予測の精度は、現場が入力するデータの質と量に依存します。だからこそ、活動記録や進捗管理がきちんと運用されていることが前提になります。機能としては高度でも、入力されたデータが乏しければ予測は当たりません。売上予測を有効に使うには、その手前の入力機能を現場が無理なく回せる状態にしておくことが不可欠です。機能は単体ではなく、データの流れ全体で価値を発揮することを意識してください。
AIによる入力自動化と分析の民主化機能
近年のCRMで急速に広がっているのが、AIを活用した機能です。代表的なのが、商談の音声をAIが解析して自動で記録に変換する入力自動化です。これにより、これまで営業の負担になっていた活動記録の入力をほぼゼロに近づけられます。入力負荷の高さは形骸化の最大の原因だったため、この自動化はCRM定着の決定打になり得ます。
もう一つの潮流が、分析の民主化です。これまでデータ分析は一部の専門家が行うものでしたが、AIが蓄積データを解析し、「この顧客には次にこうアプローチすべき」というネクストアクションを提示してくれるようになりました。現場の誰もが、専門知識なしにデータに基づいた次の一手を得られるのです。ただし、これらのAI機能も、土台となる顧客データがきれいに蓄積されていなければ力を発揮しません。機能の華やかさに惑わされず、データ基盤の整備を優先する姿勢が、AI活用を成功させる前提になります。
こうしたAI機能や分析機能は、製品の料金プランによって使える範囲が変わる点にも注意が必要です。SaaS型のCRM/SFAは一般に月額1,680円〜30,000円程度/ユーザーの幅で提供され、無料プランを持つ製品もあります。たとえばSalesforce Sales Cloudは3,000円〜/ユーザー、HubSpot CRMは無料から(有料Starterは月2,400円〜)、Zoho CRMは1,680円〜/ユーザー、kintoneは780円〜/ユーザーのライトコースから始められ、GENIEE SFA/CRMは10ユーザーで月34,500円〜といった水準です。高度な分析・予測機能は上位プランに含まれることが多いため、必要な機能がどの価格帯で使えるかを見極めることが、コストと機能のバランスを取る鍵になります。
他システム連携・拡張機能

CRM単体でも価値はありますが、その効果を最大化するのが他システムとの連携機能です。CRMに蓄積された顧客データは、マーケティング、会計、サポートなど、さまざまな業務とつながることで真価を発揮します。
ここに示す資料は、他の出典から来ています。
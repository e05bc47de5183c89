//! Control server: accepts framed requests on a Unix socket and routes them
//! through a [`CommandHandler`].

#[cfg(unix)]
use std::os::unix::fs::PermissionsExt;
use std::{path::Path, sync::Arc, time::Duration};

use async_trait::async_trait;
use tokio::{
    net::{UnixListener, UnixStream},
    sync::broadcast,
};
use tracing::{debug, error, info, warn};

use crate::{ControlError, Request, Response, Result, auth::ControlAuthConfig, codec};

/// Largest request frame the server accepts (1MB).
const MAX_REQUEST_SIZE: u32 = 1_000_000;

/// Budget for one whole request/response exchange.
const EXCHANGE_DEADLINE: Duration = Duration::from_secs(30);

/// How long to wait when probing whether an existing socket is live.
const STALE_PROBE_TIMEOUT: Duration = Duration::from_secs(1);

/// Handler trait for processing control requests
///
/// Implement this trait to handle specific command types
#[async_trait]
pub trait CommandHandler: Send + Sync {
    /// Handle a request and return a response
    async fn handle_request(&self, request: Request) -> Result<Response>;
}

/// Control server for managing the relay via Unix domain socket
pub struct ControlServer {
    socket_path: String,
    handler: Arc<dyn CommandHandler>,
    auth: ControlAuthConfig,
}

impl ControlServer {
    pub fn new(
        socket_path: impl Into<String>,
        handler: Arc<dyn CommandHandler>,
        auth: ControlAuthConfig,
    ) -> Self {
        Self {
            socket_path: socket_path.into(),
            handler,
            auth,
        }
    }

    /// Start the control server; runs until a shutdown signal is received.
    pub async fn serve(
        &self,
        mut shutdown: broadcast::Receiver<courier_common::Signal>,
    ) -> Result<()> {
        let listener = bind_or_reclaim(&self.socket_path).await?;
        restrict_permissions(&self.socket_path).await?;
        info!("control socket listening: {}", self.socket_path);

        loop {
            tokio::select! {
                accepted = listener.accept() => {
                    match accepted {
                        Ok((stream, _addr)) => self.spawn_exchange(stream),
                        Err(e) => error!("error accepting control connection: {e}"),
                    }
                }
                sig = shutdown.recv() => {
                    match sig {
                        Ok(courier_common::Signal::Shutdown | courier_common::Signal::Finalised) => {
                            info!("control server shutting down");
                        }
                        Err(e) => error!("control server shutdown channel error: {e}"),
                    }
                    break;
                }
            }
        }

        let socket_path = Path::new(&self.socket_path);
        if socket_path.exists() {
            debug!("removing socket file: {}", self.socket_path);
            let _ = tokio::fs::remove_file(socket_path).await;
        }

        Ok(())
    }

    /// Run one request/response exchange on its own task, bounded by a
    /// single deadline covering both directions.
    fn spawn_exchange(&self, mut stream: UnixStream) {
        let handler = Arc::clone(&self.handler);
        let auth = self.auth.clone();

        tokio::spawn(async move {
            let exchange = async {
                let request: Request = codec::read_frame(&mut stream, MAX_REQUEST_SIZE).await?;
                let response = respond(&*handler, &auth, request).await;
                codec::write_frame(&mut stream, &response).await
            };

            let outcome = tokio::time::timeout(EXCHANGE_DEADLINE, exchange)
                .await
                .unwrap_or(Err(ControlError::Timeout));
            if let Err(e) = outcome {
                error!("error handling control connection: {e}");
            }
        });
    }
}

/// Authorize and dispatch one request. Handler errors become error payloads
/// rather than dropped connections.
async fn respond(
    handler: &dyn CommandHandler,
    auth: &ControlAuthConfig,
    request: Request,
) -> Response {
    if auth.requires_auth() {
        let authorized = request
            .auth_token
            .as_deref()
            .is_some_and(|token| auth.validate_token(token));
        if !authorized {
            warn!("control request rejected: invalid or missing token");
            return Response::error("authentication required");
        }
    }

    match handler.handle_request(request).await {
        Ok(response) => response,
        Err(e) => {
            warn!("error handling request: {e}");
            Response::error(e.to_string())
        }
    }
}

/// Bind the listener, reclaiming a leftover socket file when nothing is
/// answering on it.
///
/// The bind is attempted first; only an `AddrInUse` failure triggers the
/// liveness probe, so the common startup path is a single syscall.
async fn bind_or_reclaim(socket_path: &str) -> Result<UnixListener> {
    match UnixListener::bind(socket_path) {
        Ok(listener) => Ok(listener),
        Err(e) if e.kind() == std::io::ErrorKind::AddrInUse => {
            let probe =
                tokio::time::timeout(STALE_PROBE_TIMEOUT, UnixStream::connect(socket_path)).await;
            if matches!(probe, Ok(Ok(_))) {
                return Err(ControlError::Io(std::io::Error::new(
                    std::io::ErrorKind::AddrInUse,
                    format!("socket already in use by running instance: {socket_path}"),
                )));
            }

            info!("reclaiming stale control socket: {socket_path}");
            tokio::fs::remove_file(socket_path).await?;
            Ok(UnixListener::bind(socket_path)?)
        }
        Err(e) => Err(ControlError::Io(e)),
    }
}

/// Owner-only permissions on the socket file.
async fn restrict_permissions(socket_path: &str) -> Result<()> {
    #[cfg(unix)]
    {
        let metadata = tokio::fs::metadata(socket_path).await?;
        let mut perms = metadata.permissions();
        perms.set_mode(0o600);
        tokio::fs::set_permissions(socket_path, perms).await?;
    }
    #[cfg(not(unix))]
    let _ = socket_path;
    Ok(())
}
連携機能の充実度は、CRM選定において見落とされがちですが、長期的な投資対効果を大きく左右する重要なポイントです。
MA連携でリード育成をつなぐ機能
連携機能の中でも効果が大きいのが、MA(マーケティングオートメーション)との連携です。MAが獲得・育成した見込み顧客の情報をCRMに引き継ぐことで、リード獲得から商談、受注、受注後の育成までを一本の線でシームレスにつなげます。マーケティングと営業がデータで連動することで、見込み顧客の関心が高まったタイミングを逃さずに営業がアプローチでき、受注率の向上につながります。
前述のとおり、SFAとMAを連携させて見込み顧客を部門横断で把握し、受注率を約1.75倍に高めた事例も報告されています。これは、CRMの連携機能が単なる便利機能ではなく、事業成果に直結することを示す好例です。連携を検討するときは、自社のリード獲得から受注後までの流れのどこに断絶があるかを見極め、そこをつなぐ連携を優先することが効果を最大化する近道になります。
会計・基幹システム連携とスクラッチでの機能拡張
MA以外にも、会計システムや基幹システムとの連携は、CRMの価値を広げます。受注情報を会計システムへ連携すれば、請求や売上計上の二重入力がなくなり、バックオフィスの工数を削減できます。顧客情報と取引情報が部門をまたいで一貫することで、全社で同じ顧客像を共有できるようになります。連携機能は、CRMを営業部門だけのツールから全社の顧客基盤へと押し上げる役割を担います。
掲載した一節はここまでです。